§ WORK TO COMPLETE
Please repeat the records exactly from their first line, finishing at the line containing "async fn get_alias(&self, function_name: &str, name: &str)" and including it.

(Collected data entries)
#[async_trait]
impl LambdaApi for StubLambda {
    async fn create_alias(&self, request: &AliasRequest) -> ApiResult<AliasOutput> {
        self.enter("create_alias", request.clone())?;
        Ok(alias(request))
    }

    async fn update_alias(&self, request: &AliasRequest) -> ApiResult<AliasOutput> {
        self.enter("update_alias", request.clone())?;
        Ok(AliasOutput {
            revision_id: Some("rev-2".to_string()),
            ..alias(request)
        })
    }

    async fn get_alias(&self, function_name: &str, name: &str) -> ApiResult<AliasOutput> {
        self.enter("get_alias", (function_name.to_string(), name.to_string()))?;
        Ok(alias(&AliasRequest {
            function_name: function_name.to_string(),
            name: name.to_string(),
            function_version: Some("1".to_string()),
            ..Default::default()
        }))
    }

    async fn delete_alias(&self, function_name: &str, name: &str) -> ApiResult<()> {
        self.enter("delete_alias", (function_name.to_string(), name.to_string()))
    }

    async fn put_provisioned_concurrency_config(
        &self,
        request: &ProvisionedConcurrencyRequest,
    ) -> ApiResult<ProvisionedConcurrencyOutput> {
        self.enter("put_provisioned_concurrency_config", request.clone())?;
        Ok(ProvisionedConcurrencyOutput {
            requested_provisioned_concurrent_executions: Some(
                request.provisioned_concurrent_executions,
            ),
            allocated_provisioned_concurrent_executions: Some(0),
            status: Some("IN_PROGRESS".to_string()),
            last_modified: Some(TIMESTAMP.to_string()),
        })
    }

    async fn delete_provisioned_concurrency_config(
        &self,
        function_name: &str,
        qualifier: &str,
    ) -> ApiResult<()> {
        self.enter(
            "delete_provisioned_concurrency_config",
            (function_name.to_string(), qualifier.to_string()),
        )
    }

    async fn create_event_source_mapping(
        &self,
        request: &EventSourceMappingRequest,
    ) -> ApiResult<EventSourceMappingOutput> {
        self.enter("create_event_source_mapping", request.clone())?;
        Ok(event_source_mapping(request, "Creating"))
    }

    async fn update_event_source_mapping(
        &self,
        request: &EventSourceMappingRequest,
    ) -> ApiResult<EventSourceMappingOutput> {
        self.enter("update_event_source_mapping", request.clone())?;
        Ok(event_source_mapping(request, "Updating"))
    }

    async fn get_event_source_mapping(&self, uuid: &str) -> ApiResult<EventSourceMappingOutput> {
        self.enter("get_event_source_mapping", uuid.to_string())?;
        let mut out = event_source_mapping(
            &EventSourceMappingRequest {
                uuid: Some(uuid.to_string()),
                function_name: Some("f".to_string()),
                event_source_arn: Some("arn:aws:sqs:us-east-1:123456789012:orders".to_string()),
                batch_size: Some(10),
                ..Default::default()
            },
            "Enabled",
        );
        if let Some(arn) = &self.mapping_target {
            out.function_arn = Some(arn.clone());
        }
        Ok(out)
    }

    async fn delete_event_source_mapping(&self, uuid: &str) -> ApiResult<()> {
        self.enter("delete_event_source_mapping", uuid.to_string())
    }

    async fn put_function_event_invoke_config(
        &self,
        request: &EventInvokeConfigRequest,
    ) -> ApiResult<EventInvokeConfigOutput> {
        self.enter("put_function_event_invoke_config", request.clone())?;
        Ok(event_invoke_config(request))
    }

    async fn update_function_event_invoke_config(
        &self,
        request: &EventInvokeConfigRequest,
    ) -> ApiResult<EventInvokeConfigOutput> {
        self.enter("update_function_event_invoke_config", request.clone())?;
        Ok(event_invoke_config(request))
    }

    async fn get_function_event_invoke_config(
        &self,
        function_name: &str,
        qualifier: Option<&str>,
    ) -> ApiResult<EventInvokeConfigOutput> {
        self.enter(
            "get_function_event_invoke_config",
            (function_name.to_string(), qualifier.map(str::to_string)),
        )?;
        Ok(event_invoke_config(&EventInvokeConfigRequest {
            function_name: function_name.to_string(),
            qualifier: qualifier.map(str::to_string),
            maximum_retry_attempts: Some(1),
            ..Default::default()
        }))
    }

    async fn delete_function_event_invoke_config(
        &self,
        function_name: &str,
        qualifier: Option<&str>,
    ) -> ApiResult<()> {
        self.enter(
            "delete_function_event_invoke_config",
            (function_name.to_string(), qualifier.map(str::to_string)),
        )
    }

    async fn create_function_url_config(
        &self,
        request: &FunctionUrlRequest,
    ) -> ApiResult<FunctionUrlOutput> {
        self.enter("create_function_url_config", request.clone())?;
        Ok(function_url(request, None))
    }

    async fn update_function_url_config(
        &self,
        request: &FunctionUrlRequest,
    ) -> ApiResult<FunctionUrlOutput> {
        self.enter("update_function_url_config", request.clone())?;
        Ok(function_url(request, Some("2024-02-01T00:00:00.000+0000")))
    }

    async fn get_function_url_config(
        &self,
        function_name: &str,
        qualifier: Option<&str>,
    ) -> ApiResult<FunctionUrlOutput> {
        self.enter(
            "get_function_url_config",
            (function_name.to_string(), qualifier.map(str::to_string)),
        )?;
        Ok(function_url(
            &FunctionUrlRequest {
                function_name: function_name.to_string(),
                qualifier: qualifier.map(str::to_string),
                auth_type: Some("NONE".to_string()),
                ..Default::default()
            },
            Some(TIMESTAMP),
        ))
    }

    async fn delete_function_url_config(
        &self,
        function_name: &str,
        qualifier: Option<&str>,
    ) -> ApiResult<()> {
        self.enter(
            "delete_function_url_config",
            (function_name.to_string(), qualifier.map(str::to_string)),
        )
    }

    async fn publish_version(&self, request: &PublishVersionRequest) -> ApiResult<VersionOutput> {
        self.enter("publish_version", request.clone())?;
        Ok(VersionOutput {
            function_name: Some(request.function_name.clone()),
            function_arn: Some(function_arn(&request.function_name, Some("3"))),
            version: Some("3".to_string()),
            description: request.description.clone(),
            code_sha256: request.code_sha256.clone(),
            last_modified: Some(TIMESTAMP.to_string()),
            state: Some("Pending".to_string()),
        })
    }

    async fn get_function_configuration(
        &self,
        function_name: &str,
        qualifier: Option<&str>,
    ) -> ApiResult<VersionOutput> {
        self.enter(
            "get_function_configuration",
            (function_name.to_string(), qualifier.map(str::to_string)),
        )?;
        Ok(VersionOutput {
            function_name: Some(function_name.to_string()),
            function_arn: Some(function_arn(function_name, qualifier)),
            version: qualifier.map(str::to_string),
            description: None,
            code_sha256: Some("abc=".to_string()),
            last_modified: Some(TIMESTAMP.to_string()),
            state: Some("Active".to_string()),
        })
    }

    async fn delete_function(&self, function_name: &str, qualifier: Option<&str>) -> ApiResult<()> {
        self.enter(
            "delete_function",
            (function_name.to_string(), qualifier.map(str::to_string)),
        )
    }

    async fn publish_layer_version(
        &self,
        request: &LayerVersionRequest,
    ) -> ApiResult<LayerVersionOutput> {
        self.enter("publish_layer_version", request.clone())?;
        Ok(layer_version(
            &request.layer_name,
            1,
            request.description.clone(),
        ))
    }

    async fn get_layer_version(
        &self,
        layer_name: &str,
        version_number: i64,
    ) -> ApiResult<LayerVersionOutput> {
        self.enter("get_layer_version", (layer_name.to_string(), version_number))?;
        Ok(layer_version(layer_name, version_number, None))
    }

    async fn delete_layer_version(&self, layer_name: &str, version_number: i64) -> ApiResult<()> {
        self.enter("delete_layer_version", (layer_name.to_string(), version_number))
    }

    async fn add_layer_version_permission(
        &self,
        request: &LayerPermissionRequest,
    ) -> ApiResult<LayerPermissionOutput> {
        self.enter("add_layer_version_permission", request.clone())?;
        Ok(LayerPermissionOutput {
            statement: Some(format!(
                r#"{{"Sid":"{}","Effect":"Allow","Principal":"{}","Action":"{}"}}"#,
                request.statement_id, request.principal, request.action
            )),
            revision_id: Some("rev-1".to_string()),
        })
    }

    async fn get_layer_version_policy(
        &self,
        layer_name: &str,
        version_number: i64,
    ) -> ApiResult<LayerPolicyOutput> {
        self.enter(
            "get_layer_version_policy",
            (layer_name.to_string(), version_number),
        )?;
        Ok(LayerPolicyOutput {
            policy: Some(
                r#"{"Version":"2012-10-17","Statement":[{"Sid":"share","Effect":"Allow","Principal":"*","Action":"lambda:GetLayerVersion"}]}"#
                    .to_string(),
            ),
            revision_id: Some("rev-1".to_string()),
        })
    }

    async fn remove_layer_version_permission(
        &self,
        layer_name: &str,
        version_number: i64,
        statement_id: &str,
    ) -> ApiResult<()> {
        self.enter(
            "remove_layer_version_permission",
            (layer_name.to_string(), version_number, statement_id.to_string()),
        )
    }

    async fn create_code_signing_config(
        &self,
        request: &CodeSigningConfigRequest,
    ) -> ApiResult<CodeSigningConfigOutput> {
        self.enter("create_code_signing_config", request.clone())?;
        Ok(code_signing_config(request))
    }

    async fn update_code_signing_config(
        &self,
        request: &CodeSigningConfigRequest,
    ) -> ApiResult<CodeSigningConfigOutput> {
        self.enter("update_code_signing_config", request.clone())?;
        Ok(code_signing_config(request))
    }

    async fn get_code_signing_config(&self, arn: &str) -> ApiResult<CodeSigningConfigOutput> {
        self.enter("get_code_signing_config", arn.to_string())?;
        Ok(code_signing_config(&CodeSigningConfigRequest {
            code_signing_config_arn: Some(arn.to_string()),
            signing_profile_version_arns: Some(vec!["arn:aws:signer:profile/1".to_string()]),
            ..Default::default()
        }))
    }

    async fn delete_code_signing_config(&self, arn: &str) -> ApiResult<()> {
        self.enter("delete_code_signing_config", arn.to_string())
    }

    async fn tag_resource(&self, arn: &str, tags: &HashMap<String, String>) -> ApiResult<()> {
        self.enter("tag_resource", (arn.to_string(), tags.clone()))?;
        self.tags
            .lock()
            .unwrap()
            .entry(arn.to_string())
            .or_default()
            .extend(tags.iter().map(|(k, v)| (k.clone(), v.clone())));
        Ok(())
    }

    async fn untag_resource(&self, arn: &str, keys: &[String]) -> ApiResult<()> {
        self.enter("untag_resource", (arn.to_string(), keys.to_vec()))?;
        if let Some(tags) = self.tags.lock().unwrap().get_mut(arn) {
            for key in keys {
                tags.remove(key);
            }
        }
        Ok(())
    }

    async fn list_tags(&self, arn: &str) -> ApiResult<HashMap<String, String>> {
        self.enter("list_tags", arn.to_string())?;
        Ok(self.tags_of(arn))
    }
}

§ ANSWER SECTION
#[async_trait]
impl LambdaApi for StubLambda {
    async fn create_alias(&self, request: &AliasRequest) -> ApiResult<AliasOutput> {
        self.enter("create_alias", request.clone())?;
        Ok(alias(request))
    }

    async fn update_alias(&self, request: &AliasRequest) -> ApiResult<AliasOutput> {
        self.enter("update_alias", request.clone())?;
        Ok(AliasOutput {
            revision_id: Some("rev-2".to_string()),
            ..alias(request)
        })
    }

    async fn get_alias(&self, function_name: &str, name: &str) -> ApiResult<AliasOutput> {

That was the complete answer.